Nearly four years later, the dummies sit unused about 85 percent of the school year, according to a Minnesota Daily records analysis. The lab is in use for an average of 8.4 hours a week.

But only half of that use is for classes, and they’re mostly introductory ones. Tours, cleaning and maintenance take up the other half of the lab’s schedule.

Judith Buchanan, interim dean of the University’s School of Dentistry, has been researching virtual reality teaching tools since the late 1990s.

Buchanan found students learn almost twice as fast with the technology, she told the Daily in 2006.

Former School of Dentistry Dean Patrick Lloyd celebrated the University’s new DentSim units when the lab opened in 2008.

“The equipment has made us re-evaluate the way we educate dental students,” Lloyd said in a statement from that year. “It’s dental education designed for students raised in the digital era.”
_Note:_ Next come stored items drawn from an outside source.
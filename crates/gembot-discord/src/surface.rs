//! `ChatSurface` for one Discord message.

use std::sync::{Arc, Mutex};

use async_trait::async_trait;
use serenity::http::{Http, Typing};
use serenity::model::id::{ChannelId, MessageId};

use gembot_agent::pipeline::{ChatSurface, SurfaceError};

use crate::send;

/// Replies go to the originating channel, the first chunk referencing the
/// originating message.
pub struct DiscordSurface {
    http: Arc<Http>,
    channel_id: ChannelId,
    message_id: MessageId,
    typing: Mutex<Option<Typing>>,
}

impl DiscordSurface {
    pub fn new(http: Arc<Http>, channel_id: ChannelId, message_id: MessageId) -> Self {
        Self {
            http,
            channel_id,
            message_id,
            typing: Mutex::new(None),
        }
    }
}

#[async_trait]
impl ChatSurface for DiscordSurface {
    fn start_typing(&self) {
        // Serenity re-sends the indicator every few seconds until stopped.
        let typing = self.channel_id.start_typing(&self.http);
        if let Ok(mut slot) = self.typing.lock() {
            if let Some(previous) = slot.replace(typing) {
                previous.stop();
            }
        }
    }

    fn stop_typing(&self) {
        let current = self.typing.lock().ok().and_then(|mut slot| slot.take());
        if let Some(typing) = current {
            typing.stop();
        }
    }

    async fn reply(&self, text: &str) -> Result<(), SurfaceError> {
        send::send_response(&self.http, self.channel_id, text, self.message_id)
            .await
            .map_err(|e| SurfaceError(e.to_string()))
    }
}
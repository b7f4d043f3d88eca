//! Per-channel rolling history.
//!
//! Each channel keeps at most `max_length` labelled entries; the oldest are
//! dropped first. Nothing is persisted and channels are never removed.

use std::collections::VecDeque;
use std::fmt;

use dashmap::DashMap;

use gembot_core::config::MAX_HISTORY_LENGTH;

/// Stable platform channel identifier (Discord channel snowflake).
pub type ChannelKey = u64;

#[derive(Debug, Clone, Copy, PartialEq, Eq)]
pub enum Speaker {
    User,
    Bot,
}

impl Speaker {
    pub fn label(self) -> &'static str {
        match self {
            Speaker::User => "User",
            Speaker::Bot => "Bot",
        }
    }
}

/// One line of conversation. Renders as `User: …` / `Bot: …`.
#[derive(Debug, Clone, PartialEq, Eq)]
pub struct HistoryEntry {
    speaker: Speaker,
    content: String,
}

impl HistoryEntry {
    pub fn new(speaker: Speaker, content: impl Into<String>) -> Self {
        Self {
            speaker,
            content: content.into(),
        }
    }

    pub fn user(content: impl Into<String>) -> Self {
        Self::new(Speaker::User, content)
    }

    pub fn bot(content: impl Into<String>) -> Self {
        Self::new(Speaker::Bot, content)
    }

    pub fn speaker(&self) -> Speaker {
        self.speaker
    }

    pub fn content(&self) -> &str {
        &self.content
    }
}

impl fmt::Display for HistoryEntry {
    fn fmt(&self, f: &mut fmt::Formatter<'_>) -> fmt::Result {
        write!(f, "{}: {}", self.speaker.label(), self.content)
    }
}

/// Concurrency-safe map from channel to its bounded history.
///
/// Appends take the per-entry shard lock, so push and truncate happen together.
/// Two handlers in the same channel may still interleave their appends and
/// reads; only memory safety is guaranteed, not ordering.
pub struct HistoryStore {
    channels: DashMap<ChannelKey, VecDeque<HistoryEntry>>,
    max_length: usize,
}

impl HistoryStore {
    /// `max_length` is clamped to at least 1.
    pub fn new(max_length: usize) -> Self {
        Self {
            channels: DashMap::new(),
            max_length: max_length.max(1),
        }
    }

    pub fn max_length(&self) -> usize {
        self.max_length
    }

    /// Push `entry` to the end of the channel's history, dropping the oldest
    /// entries beyond `max_length`.
    pub fn append(&self, channel: ChannelKey, entry: HistoryEntry) {
        let mut history = self.channels.entry(channel).or_default();
        history.push_back(entry);
        while history.len() > self.max_length {
            history.pop_front();
        }
    }

    /// Everything except the most recent entry, oldest first.
    pub fn snapshot_excluding_last(&self, channel: ChannelKey) -> Vec<HistoryEntry> {
        self.channels
            .get(&channel)
            .map(|history| {
                let keep = history.len().saturating_sub(1);
                history.iter().take(keep).cloned().collect()
            })
            .unwrap_or_default()
    }

    pub fn snapshot(&self, channel: ChannelKey) -> Vec<HistoryEntry> {
        self.channels
            .get(&channel)
            .map(|history| history.iter().cloned().collect())
            .unwrap_or_default()
    }

    pub fn len(&self, channel: ChannelKey) -> usize {
        self.channels.get(&channel).map(|h| h.len()).unwrap_or(0)
    }

    pub fn is_empty(&self, channel: ChannelKey) -> bool {
        self.len(channel) == 0
    }
}

impl Default for HistoryStore {
    fn default() -> Self {
        Self::new(MAX_HISTORY_LENGTH)
    }
}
But nearly four years later, the machines sit largely unused. Faculty members and students say the lab is often empty when they walk by it.

Schedules from fall 2010 through fall 2011 show the clinic is unused about 85 percent of the time. The clinic is booked for an average of 8.4 hours a week.
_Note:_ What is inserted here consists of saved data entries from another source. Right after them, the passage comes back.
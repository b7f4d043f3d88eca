use thiserror::Error;

#[derive(Debug, Error)]
pub enum GembotError {
    #[error("Configuration error: {0}")]
    Config(String),

    #[error("Channel error ({channel}): {reason}")]
    Channel { channel: String, reason: String },
}

impl GembotError {
    /// Short error code string, used as a structured log field.
    pub fn code(&self) -> &'static str {
        match self {
            GembotError::Config(_) => "CONFIG_ERROR",
            GembotError::Channel { .. } => "CHANNEL_ERROR",
        }
    }
}

pub type Result<T> = std::result::Result<T, GembotError>;
use serenity::builder::CreateMessage;
use serenity::http::Http;
use serenity::model::id::{ChannelId, MessageId};

/// Maximum characters per Discord message (2000 is the limit; we use 1950 for safety).
const CHUNK_MAX: usize = 1950;

/// Split `text` into chunks of at most [`CHUNK_MAX`] bytes, preferring
/// splits on newline/space boundaries and never cutting a UTF-8 character.
pub fn split_chunks(text: &str) -> Vec<String> {
    if text.len() <= CHUNK_MAX {
        return vec![text.to_string()];
    }

    let mut chunks = Vec::new();
    let mut remaining = text;

    while remaining.len() > CHUNK_MAX {
        let mut end = CHUNK_MAX;
        while !remaining.is_char_boundary(end) {
            end -= 1;
        }

        // Prefer the last newline in the window, then the last space. Only
        // that one separator is dropped; indentation after it survives.
        let window = &remaining[..end];
        let separator = window
            .rfind('\n')
            .filter(|&i| i > 0)
            .or_else(|| window.rfind(' ').filter(|&i| i > 0));
        let (split_at, resume_at) = match separator {
            Some(i) => (i, i + 1),
            None => (end, end),
        };

        push_chunk(&mut chunks, &remaining[..split_at]);
        remaining = &remaining[resume_at..];
    }

    push_chunk(&mut chunks, remaining);
    chunks
}

/// Discord rejects blank messages, so whitespace-only pieces are dropped.
fn push_chunk(chunks: &mut Vec<String>, piece: &str) {
    if !piece.trim().is_empty() {
        chunks.push(piece.to_string());
    }
}

/// Send `text` to `channel_id` in ≤1950-byte chunks. The first chunk is a
/// reply to `reply_to`.
pub async fn send_response(
    http: &Http,
    channel_id: ChannelId,
    text: &str,
    reply_to: MessageId,
) -> Result<(), serenity::Error> {
    for (i, chunk) in split_chunks(text).into_iter().enumerate() {
        let mut msg = CreateMessage::new().content(chunk);
        if i == 0 {
            msg = msg.reference_message((channel_id, reply_to));
        }
        channel_id.send_message(http, msg).await?;
    }
    Ok(())
}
“They sit there vacant most of the time,” said one clinical faculty member who asked to remain confidential for fear of risking his job.

The previously mentioned clinical faculty member called the machines an “administrative toy.”
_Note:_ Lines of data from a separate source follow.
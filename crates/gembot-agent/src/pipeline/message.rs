use crate::history::ChannelKey;

/// Substituted when a mention carries no text of its own.
pub const FALLBACK_PROMPT: &str = "Hello!";

/// A chat message as the pipeline sees it, independent of the platform.
#[derive(Debug, Clone)]
pub struct IncomingMessage {
    pub channel_id: ChannelKey,
    pub author_id: u64,
    /// Display name used for `{sender_name}`.
    pub author_name: String,
    /// Platform mention token for the author, used for `{sender_mention}`.
    pub author_mention: String,
    pub author_is_self: bool,
    /// Raw message text, mentions included.
    pub text: String,
    /// Private one-to-one channel with the bot.
    pub is_direct: bool,
    pub mentions_self: bool,
    /// The bot's own mention token (e.g. `<@1234>`), stripped from prompts.
    pub self_mention: String,
}

impl IncomingMessage {
    /// Mentions and direct messages get a reply; everything else is context only.
    pub fn requires_reply(&self) -> bool {
        self.mentions_self || self.is_direct
    }

    /// The text to answer: own mention removed, trimmed, never empty.
    pub fn prompt_text(&self) -> String {
        let stripped = if self.self_mention.is_empty() {
            self.text.clone()
        } else {
            self.text.replace(&self.self_mention, "")
        };
        let trimmed = stripped.trim();
        if trimmed.is_empty() {
            FALLBACK_PROMPT.to_string()
        } else {
            trimmed.to_string()
        }
    }
}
“When they wanted to impress the president with the School of Dentistry, what did they show him?” he said. “They held his hand, they brought him into the computer simulation area and they turned on all the lights and bells and whistles. They let him play with it because you can do that.”

He said DentSims fool people who aren’t familiar with dentistry and the machine’s actual capabilities.

Many directly involved in using the clinic for courses, research or demonstrations declined to comment publicly about the lab or didn’t return multiple requests for comment.

Lloyd also declined to comment.

An upper-level dentistry student who asked for confidentiality because of a student leadership position came to the University because of the DentSims and other technological upgrades in the school that were touted at the time.

The student said it’s well-known within the school that the lab is rarely used and that there are problems with the technology.

“Everybody that’s there knows it,” the student said. “The students all know it, the faculty all know it and the administration thinks it’s the greatest thing since sliced bread.”

Dentistry second-years Nicole Haus, Salma Helal and Amy Ott said the clinic was plugged during their interviews at the School of Dentistry, but its use never really materialized.

“When we did our interview, that was huge,” Ott said. “They were like, ‘Oh, look at this, no other school has this.’”

The three agreed that their introductory class in the clinic wasn’t very useful and glossing over the material was easy. If she messed up drilling a tooth, Ott said she would just redo it.

“I wouldn’t do it the right way,” she said. “You can totally cheat the system for the class.”

In Pennsylvania, Maggio said she has used “superglue and gum” to hold parts of her older models together. But, like Buchanan and others, she stands behind the technology because of its educational potential.

The upper-level student disagreed.

“You have administrators who think that’s the new way of dentistry, and it doesn’t work.”